[[ Task data open ]]
use cashbook_core::{CoreError, CurrencyCode, PartyId};
use thiserror::Error;
use uuid::Uuid;

/// Result alias for ledger operations.
pub type LedgerResult<T> = Result<T, LedgerError>;

/// Error type surfaced by ledger operations.
///
/// Everything except [`LedgerError::CommitFailed`], [`LedgerError::Storage`] and
/// [`LedgerError::Serialization`] is detected before any balance is touched.
#[derive(Debug, Error)]
pub enum LedgerError {
    #[error("amount must be positive, got {0}")]
    InvalidAmount(String),
    #[error("giver and taker are the same party: {0}")]
    SameParty(PartyId),
    #[error("exchange must receive a different currency than {0}")]
    SameCurrency(CurrencyCode),
    #[error("custom rate must be positive, got {0}")]
    InvalidRate(String),
    #[error("unknown currency: {0}")]
    UnknownCurrency(CurrencyCode),
    #[error("unknown party: {0}")]
    UnknownParty(PartyId),
    #[error("{0} is a built-in account and cannot be changed")]
    ReservedParty(PartyId),
    #[error("no rate available for {from}->{to}")]
    RateUnavailable { from: CurrencyCode, to: CurrencyCode },
    #[error("transaction not found: {0}")]
    NotFound(Uuid),
    #[error("commit failed: {0}")]
    CommitFailed(String),
    #[error("storage error: {0}")]
    Storage(String),
    #[error("serialization error: {0}")]
    Serialization(String),
}

impl LedgerError {
    /// Only a rejected commit is worth retrying; validation failures are final.
    pub fn is_retryable(&self) -> bool {
        matches!(self, LedgerError::CommitFailed(_))
    }
}

impl From<rusqlite::Error> for LedgerError {
    fn from(value: rusqlite::Error) -> Self {
        Self::Storage(value.to_string())
    }
}

impl From<std::io::Error> for LedgerError {
    fn from(value: std::io::Error) -> Self {
        Self::Storage(value.to_string())
    }
}

impl From<serde_json::Error> for LedgerError {
    fn from(value: serde_json::Error) -> Self {
        Self::Serialization(value.to_string())
    }
}

impl From<CoreError> for LedgerError {
    fn from(value: CoreError) -> Self {
        Self::Serialization(value.to_string())
    }
}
[[ Task data closed ]]
What this task involves
Print the records above once again, exactly as written.

Written solution
use cashbook_core::{CoreError, CurrencyCode, PartyId};
use thiserror::Error;
use uuid::Uuid;

/// Result alias for ledger operations.
pub type LedgerResult<T> = Result<T, LedgerError>;

/// Error type surfaced by ledger operations.
///
/// Everything except [`LedgerError::CommitFailed`], [`LedgerError::Storage`] and
/// [`LedgerError::Serialization`] is detected before any balance is touched.
#[derive(Debug, Error)]
pub enum LedgerError {
    #[error("amount must be positive, got {0}")]
    InvalidAmount(String),
    #[error("giver and taker are the same party: {0}")]
    SameParty(PartyId),
    #[error("exchange must receive a different currency than {0}")]
    SameCurrency(CurrencyCode),
    #[error("custom rate must be positive, got {0}")]
    InvalidRate(String),
    #[error("unknown currency: {0}")]
    UnknownCurrency(CurrencyCode),
    #[error("unknown party: {0}")]
    UnknownParty(PartyId),
    #[error("{0} is a built-in account and cannot be changed")]
    ReservedParty(PartyId),
    #[error("no rate available for {from}->{to}")]
    RateUnavailable { from: CurrencyCode, to: CurrencyCode },
    #[error("transaction not found: {0}")]
    NotFound(Uuid),
    #[error("commit failed: {0}")]
    CommitFailed(String),
    #[error("storage error: {0}")]
    Storage(String),
    #[error("serialization error: {0}")]
    Serialization(String),
}

impl LedgerError {
    /// Only a rejected commit is worth retrying; validation failures are final.
    pub fn is_retryable(&self) -> bool {
        matches!(self, LedgerError::CommitFailed(_))
    }
}

impl From<rusqlite::Error> for LedgerError {
    fn from(value: rusqlite::Error) -> Self {
        Self::Storage(value.to_string())
    }
}

impl From<std::io::Error> for LedgerError {
    fn from(value: std::io::Error) -> Self {
        Self::Storage(value.to_string())
    }
}

impl From<serde_json::Error> for LedgerError {
    fn from(value: serde_json::Error) -> Self {
        Self::Serialization(value.to_string())
    }
}

impl From<CoreError> for LedgerError {
    fn from(value: CoreError) -> Self {
        Self::Serialization(value.to_string())
    }
}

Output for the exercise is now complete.